**DIRECTIONS**
Go through the data line by line. Copy each one holding the string "match".

**PROVIDED MATERIAL**
--------------------------------

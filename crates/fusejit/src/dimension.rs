//! Interval dimensions with symbolic labels and their pure merge algebra.

use std::fmt;

use serde::{Deserialize, Serialize};

/// Opaque identifier marking "this dimension is the same quantity as any
/// other dimension carrying the same label", independent of concrete value.
#[derive(Debug, Clone, Copy, PartialEq, Eq, Hash, Serialize, Deserialize)]
pub struct DimLabel(pub u32);

/// A single axis extent: a closed interval `[lo, hi]` where `hi = None`
/// means unbounded, plus an optional provenance label.
///
/// Dimensions are immutable value types; all merging goes through the pure
/// functions below.
#[derive(Debug, Clone, Copy, PartialEq, Eq, Hash, Serialize, Deserialize)]
pub struct Dimension {
    lo: usize,
    hi: Option<usize>,
    label: Option<DimLabel>,
}

impl Dimension {
    /// A concrete extent.
    pub fn fixed(value: usize) -> Self {
        Dimension {
            lo: value,
            hi: Some(value),
            label: None,
        }
    }

    /// A bounded interval `[lo, hi]`.
    pub fn interval(lo: usize, hi: usize) -> Self {
        debug_assert!(lo <= hi, "interval bounds out of order");
        Dimension {
            lo,
            hi: Some(hi),
            label: None,
        }
    }

    /// A lower-bounded extent with no upper bound.
    pub fn at_least(lo: usize) -> Self {
        Dimension {
            lo,
            hi: None,
            label: None,
        }
    }

    /// A fully unknown extent.
    pub fn dynamic() -> Self {
        Dimension {
            lo: 0,
            hi: None,
            label: None,
        }
    }

    /// Attaches a label, consuming self.
    pub fn with_label(mut self, label: DimLabel) -> Self {
        self.label = Some(label);
        self
    }

    pub fn label(&self) -> Option<DimLabel> {
        self.label
    }

    pub fn lo(&self) -> usize {
        self.lo
    }

    pub fn hi(&self) -> Option<usize> {
        self.hi
    }

    /// Returns the concrete value when the interval has collapsed.
    pub fn as_static(&self) -> Option<usize> {
        match self.hi {
            Some(hi) if hi == self.lo => Some(self.lo),
            _ => None,
        }
    }

    pub fn is_static(&self) -> bool {
        self.as_static().is_some()
    }

    pub fn is_dynamic(&self) -> bool {
        !self.is_static()
    }

    fn is_unit(&self) -> bool {
        self.as_static() == Some(1)
    }

    /// True when the extent could still turn out to be 1 at runtime, which
    /// makes this side broadcastable under the numpy rule.
    fn can_be_unit(&self) -> bool {
        self.lo <= 1 && self.hi.map_or(true, |hi| hi >= 1)
    }

    /// Exact merge used by the `none` broadcast rule: interval intersection.
    /// Returns `None` when the intervals cannot describe the same extent.
    pub fn merge(acc: &Dimension, next: &Dimension) -> Option<Dimension> {
        let lo = acc.lo.max(next.lo);
        let hi = match (acc.hi, next.hi) {
            (Some(a), Some(b)) => Some(a.min(b)),
            (Some(a), None) => Some(a),
            (None, b) => b,
        };
        if let Some(hi) = hi {
            if lo > hi {
                return None;
            }
        }
        Some(Dimension {
            lo,
            hi,
            label: ambiguous_label(acc, next),
        })
    }

    /// Numpy-style broadcast merge. `acc` is the running result, `next` the
    /// later operand; on ambiguous ties the earlier operand's label wins,
    /// while a side that is broadcast away never contributes its label.
    pub fn broadcast_merge(acc: &Dimension, next: &Dimension) -> Option<Dimension> {
        // A literal 1 is always broadcast away in favour of the other side.
        if acc.is_unit() && !next.is_unit() {
            return Some(*next);
        }
        if next.is_unit() && !acc.is_unit() {
            return Some(*acc);
        }
        if acc.is_unit() && next.is_unit() {
            return Some(Dimension {
                lo: 1,
                hi: Some(1),
                label: ambiguous_label(acc, next),
            });
        }

        // A side whose lower bound exceeds 1 cannot be broadcast away: if
        // only one side is rigid it alone determines the result.
        let acc_rigid = !acc.can_be_unit();
        let next_rigid = !next.can_be_unit();
        match (acc_rigid, next_rigid) {
            (true, false) => Some(*acc),
            (false, true) => Some(*next),
            (true, true) => {
                // Both must hold the same value: plain intersection.
                Dimension::merge(acc, next)
            }
            (false, false) => {
                // Either side may be 1, so the result can take any value of
                // the other; tightest enclosure of the possible outcomes.
                Some(Dimension {
                    lo: acc.lo.min(next.lo),
                    hi: match (acc.hi, next.hi) {
                        (Some(a), Some(b)) => Some(a.max(b)),
                        _ => None,
                    },
                    label: ambiguous_label(acc, next),
                })
            }
        }
    }
}

/// Label choice when neither side uniquely determines the merged value:
/// the accumulated (earlier-operand) label is preferred, so the first
/// labeled operand in the fold wins ties.
fn ambiguous_label(acc: &Dimension, next: &Dimension) -> Option<DimLabel> {
    acc.label.or(next.label)
}

impl fmt::Display for Dimension {
    fn fmt(&self, f: &mut fmt::Formatter<'_>) -> fmt::Result {
        match (self.as_static(), self.hi) {
            (Some(v), _) => write!(f, "{v}"),
            (None, Some(hi)) => write!(f, "{}..{}", self.lo, hi),
            (None, None) if self.lo > 0 => write!(f, "{}..?", self.lo),
            (None, None) => write!(f, "?"),
        }
    }
}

--------------------------------

**RESPONSE FOR THIS EXERCISE**
        match self.hi {
        let hi = match (acc.hi, next.hi) {
        match (acc_rigid, next_rigid) {
                    hi: match (acc.hi, next.hi) {
        match (self.as_static(), self.hi) {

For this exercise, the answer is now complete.